● **ASSIGNMENT**: Read through the listing below and copy each line in which the word "ValidationErrors" occurs.

● **SUPPLIED DATA**:
=== Begin Enclosure ===

//! Domain error types.

use thiserror::Error;

/// Errors raised by repositories.
#[derive(Debug, Error)]
pub enum RepositoryError {
    #[error("Database error: {0}")]
    Database(#[from] sqlx::Error),

    #[error("Unique constraint violated: {0}")]
    UniqueViolation(String),

    #[error("Stored data is corrupt: {0}")]
    Corrupt(String),
}

/// Errors raised while computing schedules.
#[derive(Debug, Error, PartialEq, Eq)]
pub enum ScheduleError {
    #[error("Invalid timezone: {0}")]
    InvalidTimezone(String),

    #[error("Invalid cron expression '{expr}': {reason}")]
    InvalidCronExpression { expr: String, reason: String },
}

/// Errors raised by the render dispatcher and its backends.
#[derive(Debug, Error)]
pub enum RenderError {
    #[error("Rendering timed out after {0:?}")]
    Timeout(std::time::Duration),

    #[error("Renderer returned HTTP {status}: {body}")]
    Backend { status: u16, body: String },

    #[error("Renderer request failed: {0}")]
    Transport(String),

    #[error("Failed to write artifact: {0}")]
    Io(#[from] std::io::Error),

    #[error("Renderer is not available")]
    Unavailable,

    #[error("Renderer is over capacity")]
    OverCapacity,
}

/// Errors raised by delivery collaborators (email, FTP, object storage).
#[derive(Debug, Error)]
pub enum DeliveryError {
    #[error("Email delivery failed: {0}")]
    Email(String),

    #[error("FTP delivery failed: {0}")]
    Ftp(String),

    #[error("Object storage error: {0}")]
    Storage(String),

    #[error("Failed to read artifact: {0}")]
    Io(#[from] std::io::Error),

    #[error("Delivery channel not configured: {0}")]
    NotConfigured(&'static str),
}

/// Errors raised by the tenant-management and dashboard collaborators.
#[derive(Debug, Error)]
pub enum CollaboratorError {
    #[error("Request to {service} timed out")]
    Timeout { service: &'static str },

    #[error("{service} returned an error: {message}")]
    Failed {
        service: &'static str,
        message: String,
    },

    #[error("{service} has no record for {what}")]
    Missing { service: &'static str, what: String },
}

/// Error taxonomy of the report scheduling core.
#[derive(Debug, Error)]
pub enum ReportError {
    #[error("Not found: {0}")]
    NotFound(String),

    #[error("A report with this name already exists for the dashboard")]
    NameAlreadyExists,

    #[error("The dashboard of an existing report cannot be changed")]
    EditNotAllowed,

    #[error("Report quota exceeded ({count}/{limit})")]
    QuotaExceeded { limit: i64, count: i64 },

    #[error("Tenant quota configuration missing: {0}")]
    QuotaConfigMissing(String),

    #[error("Invalid cron expression: {0}")]
    InvalidCronExpression(String),

    #[error("Invalid timezone: {0}")]
    InvalidTimezone(String),

    #[error("Rendering service unavailable")]
    RenderUnavailable,

    #[error("Rendering service over capacity, retry later")]
    RenderOverCapacity,

    #[error("Rendering timed out")]
    RenderTimeout,

    #[error("Rendering failed: {0}")]
    RenderFailed(String),

    #[error("Report artifact was not stored")]
    NotInStorage,

    #[error("Report artifact is no longer available")]
    NotAvailable,

    #[error("Validation error: {0}")]
    Validation(String),

    #[error("Delivery failed: {0}")]
    Delivery(#[from] DeliveryError),

    #[error("Internal error: {0}")]
    Internal(String),
}

impl From<RepositoryError> for ReportError {
    fn from(err: RepositoryError) -> Self {
        match err {
            RepositoryError::UniqueViolation(_) => ReportError::NameAlreadyExists,
            other => ReportError::Internal(other.to_string()),
        }
    }
}

impl From<ScheduleError> for ReportError {
    fn from(err: ScheduleError) -> Self {
        match err {
            ScheduleError::InvalidTimezone(tz) => ReportError::InvalidTimezone(tz),
            ScheduleError::InvalidCronExpression { expr, reason } => {
                ReportError::InvalidCronExpression(format!("{}: {}", expr, reason))
            }
        }
    }
}

impl From<RenderError> for ReportError {
    fn from(err: RenderError) -> Self {
        match err {
            RenderError::Timeout(_) => ReportError::RenderTimeout,
            RenderError::Unavailable => ReportError::RenderUnavailable,
            RenderError::OverCapacity => ReportError::RenderOverCapacity,
            other => ReportError::RenderFailed(other.to_string()),
        }
    }
}

impl From<validator::ValidationErrors> for ReportError {
    fn from(errors: validator::ValidationErrors) -> Self {
        ReportError::Validation(errors.to_string())
    }
}

#[cfg(test)]
mod tests {
    use super::*;
    use std::time::Duration;

    #[test]
    fn test_unique_violation_maps_to_name_exists() {
        let err: ReportError = RepositoryError::UniqueViolation("report_data".into()).into();
        assert!(matches!(err, ReportError::NameAlreadyExists));
    }

    #[test]
    fn test_database_error_is_internal() {
        let err: ReportError = RepositoryError::Database(sqlx::Error::RowNotFound).into();
        assert!(matches!(err, ReportError::Internal(_)));
    }

    #[test]
    fn test_render_errors_map_to_taxonomy() {
        assert!(matches!(
            ReportError::from(RenderError::Timeout(Duration::from_secs(1))),
            ReportError::RenderTimeout
        ));
        assert!(matches!(
            ReportError::from(RenderError::OverCapacity),
            ReportError::RenderOverCapacity
        ));
        assert!(matches!(
            ReportError::from(RenderError::Unavailable),
            ReportError::RenderUnavailable
        ));
        assert!(matches!(
            ReportError::from(RenderError::Backend {
                status: 500,
                body: "boom".into()
            }),
            ReportError::RenderFailed(_)
        ));
    }

    #[test]
    fn test_schedule_errors_map_to_taxonomy() {
        let err: ReportError = ScheduleError::InvalidTimezone("X/Y".into()).into();
        assert!(matches!(err, ReportError::InvalidTimezone(tz) if tz == "X/Y"));

        let err: ReportError = ScheduleError::InvalidCronExpression {
            expr: "bad".into(),
            reason: "too few fields".into(),
        }
        .into();
        assert!(matches!(err, ReportError::InvalidCronExpression(_)));
    }

    #[test]
    fn test_quota_exceeded_display() {
        let err = ReportError::QuotaExceeded { limit: 5, count: 5 };
        assert_eq!(err.to_string(), "Report quota exceeded (5/5)");
    }
}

=== End Enclosure ===

● **RESPONSE TO THIS EXERCISE**:
impl From<validator::ValidationErrors> for ReportError {
    fn from(errors: validator::ValidationErrors) -> Self {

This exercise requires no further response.